======== MATERIAL FOR THIS TASK

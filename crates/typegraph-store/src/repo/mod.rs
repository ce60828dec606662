//! Repository layer for persisting entity types to SQLite

pub mod sqlite_repo;

pub use sqlite_repo::SqliteEntityTypeStore;
//! Relationship diff engine.
//!
//! Compares a previous relationship list with an updated one and classifies
//! each relationship as added, removed or modified, with change flags for
//! the modified ones.
//!
//! ## Entry point
//!
//! ```
//! use typegraph_core::diff::{diff, ChangeFlag};
//! use typegraph_core::model::{Cardinality, RelationshipDefinition};
//!
//! let before = RelationshipDefinition::origin("r1", "Manager", "Employee", Cardinality::OneToMany, ["Department"]);
//! let mut after = before.clone();
//! after.cardinality = Cardinality::ManyToMany;
//!
//! let d = diff(&[before], &[after]);
//! assert!(d.modified[0].has(ChangeFlag::CardinalityChanged));
//! ```
//!
//! ## Guarantees
//!
//! - **Determinism**: output order follows input order; flags are a sorted set.
//! - **Round trip**: `diff(a, a)` is empty for any list `a`.
//! - **Independent target flags**: keys gained and keys lost are reported separately.

pub mod engine;
pub mod human_summary;
pub mod model;

pub use engine::{change_flags, diff};
pub use human_summary::render_human_summary;
pub use model::{ChangeFlag, RelationshipDiff, RelationshipModification};
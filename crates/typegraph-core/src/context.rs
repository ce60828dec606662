use typegraph_core_types::RequestContext;

/// Unit-of-work handle threaded through every mutator call
///
/// Scopes all store lookups to one workspace, names the actor for the
/// activity trail and carries the correlation ids for logs and errors.
#[derive(Debug, Clone, PartialEq, Eq)]
pub struct MutationContext {
    pub workspace_id: String,
    pub actor: String,
    pub request: RequestContext,
}

impl MutationContext {
    /// Context with a fresh `RequestContext`
    pub fn new(workspace_id: impl Into<String>, actor: impl Into<String>) -> Self {
        Self {
            workspace_id: workspace_id.into(),
            actor: actor.into(),
            request: RequestContext::new(),
        }
    }

    pub fn with_request(mut self, request: RequestContext) -> Self {
        self.request = request;
        self
    }
}
use std::collections::BTreeSet;

use serde::{Deserialize, Serialize};

/// Cardinality of a relationship, read from the declaring entity type
#[derive(Debug, Clone, Copy, PartialEq, Eq, Hash, Serialize, Deserialize)]
#[serde(rename_all = "SCREAMING_SNAKE_CASE")]
pub enum Cardinality {
    OneToOne,
    OneToMany,
    ManyToOne,
    ManyToMany,
}

impl Cardinality {
    /// The same edge read from the other end
    pub fn invert(self) -> Self {
        match self {
            Cardinality::OneToOne => Cardinality::OneToOne,
            Cardinality::OneToMany => Cardinality::ManyToOne,
            Cardinality::ManyToOne => Cardinality::OneToMany,
            Cardinality::ManyToMany => Cardinality::ManyToMany,
        }
    }
}

/// Role-specific half of a relationship definition
///
/// An ORIGIN owns the edge: its target set, cardinality and inverse
/// configuration are authoritative. A REFERENCE is the synthesized mirror
/// stored on a target entity type and points back at its ORIGIN by id.
#[derive(Debug, Clone, PartialEq, Eq, Serialize, Deserialize)]
#[serde(tag = "relationship_type", rename_all = "SCREAMING_SNAKE_CASE")]
pub enum RelationshipKind {
    Origin {
        /// Default name of the synthesized REFERENCE on each target
        inverse_name: Option<String>,
        bidirectional: bool,
        /// Targets that currently carry a synthesized REFERENCE
        bidirectional_entity_type_keys: Option<BTreeSet<String>>,
    },
    Reference {
        origin_relationship_id: Option<String>,
    },
}

/// A relationship declared directly on one entity type
#[derive(Debug, Clone, PartialEq, Eq, Serialize, Deserialize)]
pub struct RelationshipDefinition {
    /// Stable across edits; the join key between ORIGIN and REFERENCE
    pub id: String,
    pub name: String,
    pub source_entity_type_key: String,
    pub cardinality: Cardinality,
    /// Allowed targets. `None` only when `allow_polymorphic` is set.
    pub entity_type_keys: Option<BTreeSet<String>>,
    pub allow_polymorphic: bool,
    /// System-managed; cannot be deleted through the mutator
    pub protected: bool,
    pub required: bool,
    #[serde(flatten)]
    pub kind: RelationshipKind,
}

impl RelationshipDefinition {
    /// Create a unidirectional ORIGIN relationship
    pub fn origin(
        id: impl Into<String>,
        name: impl Into<String>,
        source_entity_type_key: impl Into<String>,
        cardinality: Cardinality,
        entity_type_keys: impl IntoIterator<Item = impl Into<String>>,
    ) -> Self {
        Self {
            id: id.into(),
            name: name.into(),
            source_entity_type_key: source_entity_type_key.into(),
            cardinality,
            entity_type_keys: Some(entity_type_keys.into_iter().map(Into::into).collect()),
            allow_polymorphic: false,
            protected: false,
            required: false,
            kind: RelationshipKind::Origin {
                inverse_name: None,
                bidirectional: false,
                bidirectional_entity_type_keys: None,
            },
        }
    }

    /// Create a REFERENCE relationship pointing at `origin_relationship_id`
    pub fn reference(
        id: impl Into<String>,
        name: impl Into<String>,
        source_entity_type_key: impl Into<String>,
        cardinality: Cardinality,
        origin_source_key: impl Into<String>,
        origin_relationship_id: impl Into<String>,
    ) -> Self {
        Self {
            id: id.into(),
            name: name.into(),
            source_entity_type_key: source_entity_type_key.into(),
            cardinality,
            entity_type_keys: Some(BTreeSet::from([origin_source_key.into()])),
            allow_polymorphic: false,
            protected: false,
            required: false,
            kind: RelationshipKind::Reference {
                origin_relationship_id: Some(origin_relationship_id.into()),
            },
        }
    }

    /// Make an ORIGIN bidirectional towards `targets`
    ///
    /// No-op on a REFERENCE.
    pub fn with_bidirectional(
        mut self,
        inverse_name: impl Into<String>,
        targets: impl IntoIterator<Item = impl Into<String>>,
    ) -> Self {
        if let RelationshipKind::Origin {
            inverse_name: ref mut name,
            ref mut bidirectional,
            ref mut bidirectional_entity_type_keys,
        } = self.kind
        {
            *name = Some(inverse_name.into());
            *bidirectional = true;
            *bidirectional_entity_type_keys = Some(targets.into_iter().map(Into::into).collect());
        }
        self
    }

    /// Allow any entity type as a target
    pub fn polymorphic(mut self) -> Self {
        self.allow_polymorphic = true;
        self.entity_type_keys = None;
        self
    }

    pub fn with_protected(mut self, protected: bool) -> Self {
        self.protected = protected;
        self
    }

    pub fn is_origin(&self) -> bool {
        matches!(self.kind, RelationshipKind::Origin { .. })
    }

    pub fn is_reference(&self) -> bool {
        matches!(self.kind, RelationshipKind::Reference { .. })
    }

    /// True for an ORIGIN with `bidirectional` set
    pub fn is_bidirectional_origin(&self) -> bool {
        matches!(
            self.kind,
            RelationshipKind::Origin {
                bidirectional: true,
                ..
            }
        )
    }

    pub fn inverse_name(&self) -> Option<&str> {
        match &self.kind {
            RelationshipKind::Origin { inverse_name, .. } => inverse_name.as_deref(),
            RelationshipKind::Reference { .. } => None,
        }
    }

    pub fn origin_relationship_id(&self) -> Option<&str> {
        match &self.kind {
            RelationshipKind::Reference {
                origin_relationship_id,
            } => origin_relationship_id.as_deref(),
            RelationshipKind::Origin { .. } => None,
        }
    }

    /// Bidirectional targets of an ORIGIN; empty for a REFERENCE or when unset
    pub fn bidirectional_targets(&self) -> BTreeSet<String> {
        match &self.kind {
            RelationshipKind::Origin {
                bidirectional_entity_type_keys: Some(keys),
                ..
            } => keys.clone(),
            _ => BTreeSet::new(),
        }
    }

    /// Declared targets; empty when polymorphic
    pub fn target_keys(&self) -> BTreeSet<String> {
        self.entity_type_keys.clone().unwrap_or_default()
    }

    /// Every entity type key this definition mentions
    pub fn referenced_keys(&self) -> BTreeSet<String> {
        let mut keys = self.target_keys();
        keys.extend(self.bidirectional_targets());
        keys.insert(self.source_entity_type_key.clone());
        keys
    }

    pub(crate) fn bidirectional_targets_mut(&mut self) -> Option<&mut BTreeSet<String>> {
        match &mut self.kind {
            RelationshipKind::Origin {
                bidirectional_entity_type_keys,
                ..
            } => Some(bidirectional_entity_type_keys.get_or_insert_with(BTreeSet::new)),
            RelationshipKind::Reference { .. } => None,
        }
    }

    /// Same variant, ignoring payload
    pub fn same_kind(&self, other: &RelationshipDefinition) -> bool {
        self.is_origin() == other.is_origin()
    }

    pub fn kind_label(&self) -> &'static str {
        match self.kind {
            RelationshipKind::Origin { .. } => "ORIGIN",
            RelationshipKind::Reference { .. } => "REFERENCE",
        }
    }
}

================

[TRY IT]: From the entries above, copy each line that holds "Debug".

[ANSWER BELOW]:
#[derive(Debug, Clone, PartialEq, Eq)]
#[derive(Debug, Clone, Copy, PartialEq, Eq, Hash, Serialize, Deserialize)]
#[derive(Debug, Clone, PartialEq, Eq, Serialize, Deserialize)]
#[derive(Debug, Clone, PartialEq, Eq, Serialize, Deserialize)]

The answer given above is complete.